Return the following from the records below: each line, word for word, starting with the line that contains "assert!(store.main_boundary().is_none());" and going on through the line that contains "assert!(store.reload(&path).unwrap_err().is_not_found());", with nothing outside that range.

Data records:
====================

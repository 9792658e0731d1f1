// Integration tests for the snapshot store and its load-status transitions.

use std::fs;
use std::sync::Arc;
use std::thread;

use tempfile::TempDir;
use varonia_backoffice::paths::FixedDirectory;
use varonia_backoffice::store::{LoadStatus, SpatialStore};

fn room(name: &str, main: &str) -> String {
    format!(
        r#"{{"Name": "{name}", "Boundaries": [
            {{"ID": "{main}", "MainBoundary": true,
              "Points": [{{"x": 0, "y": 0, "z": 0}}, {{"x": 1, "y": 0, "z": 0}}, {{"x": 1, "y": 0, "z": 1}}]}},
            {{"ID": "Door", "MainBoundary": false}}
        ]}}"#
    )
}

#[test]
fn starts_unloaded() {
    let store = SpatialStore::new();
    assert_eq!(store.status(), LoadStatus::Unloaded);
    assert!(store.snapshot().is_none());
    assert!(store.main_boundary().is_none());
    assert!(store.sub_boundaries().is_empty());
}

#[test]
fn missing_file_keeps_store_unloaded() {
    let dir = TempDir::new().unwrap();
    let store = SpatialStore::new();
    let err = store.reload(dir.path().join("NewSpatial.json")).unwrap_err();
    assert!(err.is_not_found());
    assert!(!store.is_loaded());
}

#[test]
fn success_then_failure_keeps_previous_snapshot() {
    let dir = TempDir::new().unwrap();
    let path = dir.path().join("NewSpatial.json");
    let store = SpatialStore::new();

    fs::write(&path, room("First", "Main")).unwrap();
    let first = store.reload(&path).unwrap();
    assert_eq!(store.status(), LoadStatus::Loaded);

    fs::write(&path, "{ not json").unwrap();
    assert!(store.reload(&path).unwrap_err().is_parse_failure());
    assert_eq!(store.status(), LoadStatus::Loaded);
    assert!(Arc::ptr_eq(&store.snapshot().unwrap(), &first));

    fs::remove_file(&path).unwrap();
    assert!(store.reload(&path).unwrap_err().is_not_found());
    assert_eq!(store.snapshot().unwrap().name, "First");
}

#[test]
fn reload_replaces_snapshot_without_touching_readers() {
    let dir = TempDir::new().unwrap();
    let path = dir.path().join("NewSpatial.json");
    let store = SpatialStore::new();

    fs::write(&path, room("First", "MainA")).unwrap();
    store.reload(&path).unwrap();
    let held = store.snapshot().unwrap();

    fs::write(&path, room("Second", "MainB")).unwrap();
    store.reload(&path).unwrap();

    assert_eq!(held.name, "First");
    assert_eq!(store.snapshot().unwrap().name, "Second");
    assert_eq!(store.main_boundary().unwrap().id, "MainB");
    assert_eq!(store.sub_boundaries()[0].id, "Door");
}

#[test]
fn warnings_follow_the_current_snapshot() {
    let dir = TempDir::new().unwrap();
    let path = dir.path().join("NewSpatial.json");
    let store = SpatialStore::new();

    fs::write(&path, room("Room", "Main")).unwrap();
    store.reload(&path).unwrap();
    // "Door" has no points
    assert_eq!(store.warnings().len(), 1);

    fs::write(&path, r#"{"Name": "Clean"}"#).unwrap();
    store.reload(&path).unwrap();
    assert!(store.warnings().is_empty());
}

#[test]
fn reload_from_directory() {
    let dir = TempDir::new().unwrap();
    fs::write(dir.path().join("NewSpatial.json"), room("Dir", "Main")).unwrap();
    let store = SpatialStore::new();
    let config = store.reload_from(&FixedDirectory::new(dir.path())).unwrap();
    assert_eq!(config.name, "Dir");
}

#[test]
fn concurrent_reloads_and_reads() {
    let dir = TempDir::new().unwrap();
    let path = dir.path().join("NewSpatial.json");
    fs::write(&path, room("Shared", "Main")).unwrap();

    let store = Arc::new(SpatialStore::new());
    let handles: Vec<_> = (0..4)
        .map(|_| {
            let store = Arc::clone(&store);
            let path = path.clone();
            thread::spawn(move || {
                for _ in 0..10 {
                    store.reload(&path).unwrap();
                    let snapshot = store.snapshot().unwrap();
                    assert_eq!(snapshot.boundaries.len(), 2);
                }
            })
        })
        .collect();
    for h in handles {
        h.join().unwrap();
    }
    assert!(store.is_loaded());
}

====================

**Problem solution**
    assert!(store.main_boundary().is_none());
    assert!(store.sub_boundaries().is_empty());
}

#[test]
fn missing_file_keeps_store_unloaded() {
    let dir = TempDir::new().unwrap();
    let store = SpatialStore::new();
    let err = store.reload(dir.path().join("NewSpatial.json")).unwrap_err();
    assert!(err.is_not_found());
    assert!(!store.is_loaded());
}

#[test]
fn success_then_failure_keeps_previous_snapshot() {
    let dir = TempDir::new().unwrap();
    let path = dir.path().join("NewSpatial.json");
    let store = SpatialStore::new();

    fs::write(&path, room("First", "Main")).unwrap();
    let first = store.reload(&path).unwrap();
    assert_eq!(store.status(), LoadStatus::Loaded);

    fs::write(&path, "{ not json").unwrap();
    assert!(store.reload(&path).unwrap_err().is_parse_failure());
    assert_eq!(store.status(), LoadStatus::Loaded);
    assert!(Arc::ptr_eq(&store.snapshot().unwrap(), &first));

    fs::remove_file(&path).unwrap();
    assert!(store.reload(&path).unwrap_err().is_not_found());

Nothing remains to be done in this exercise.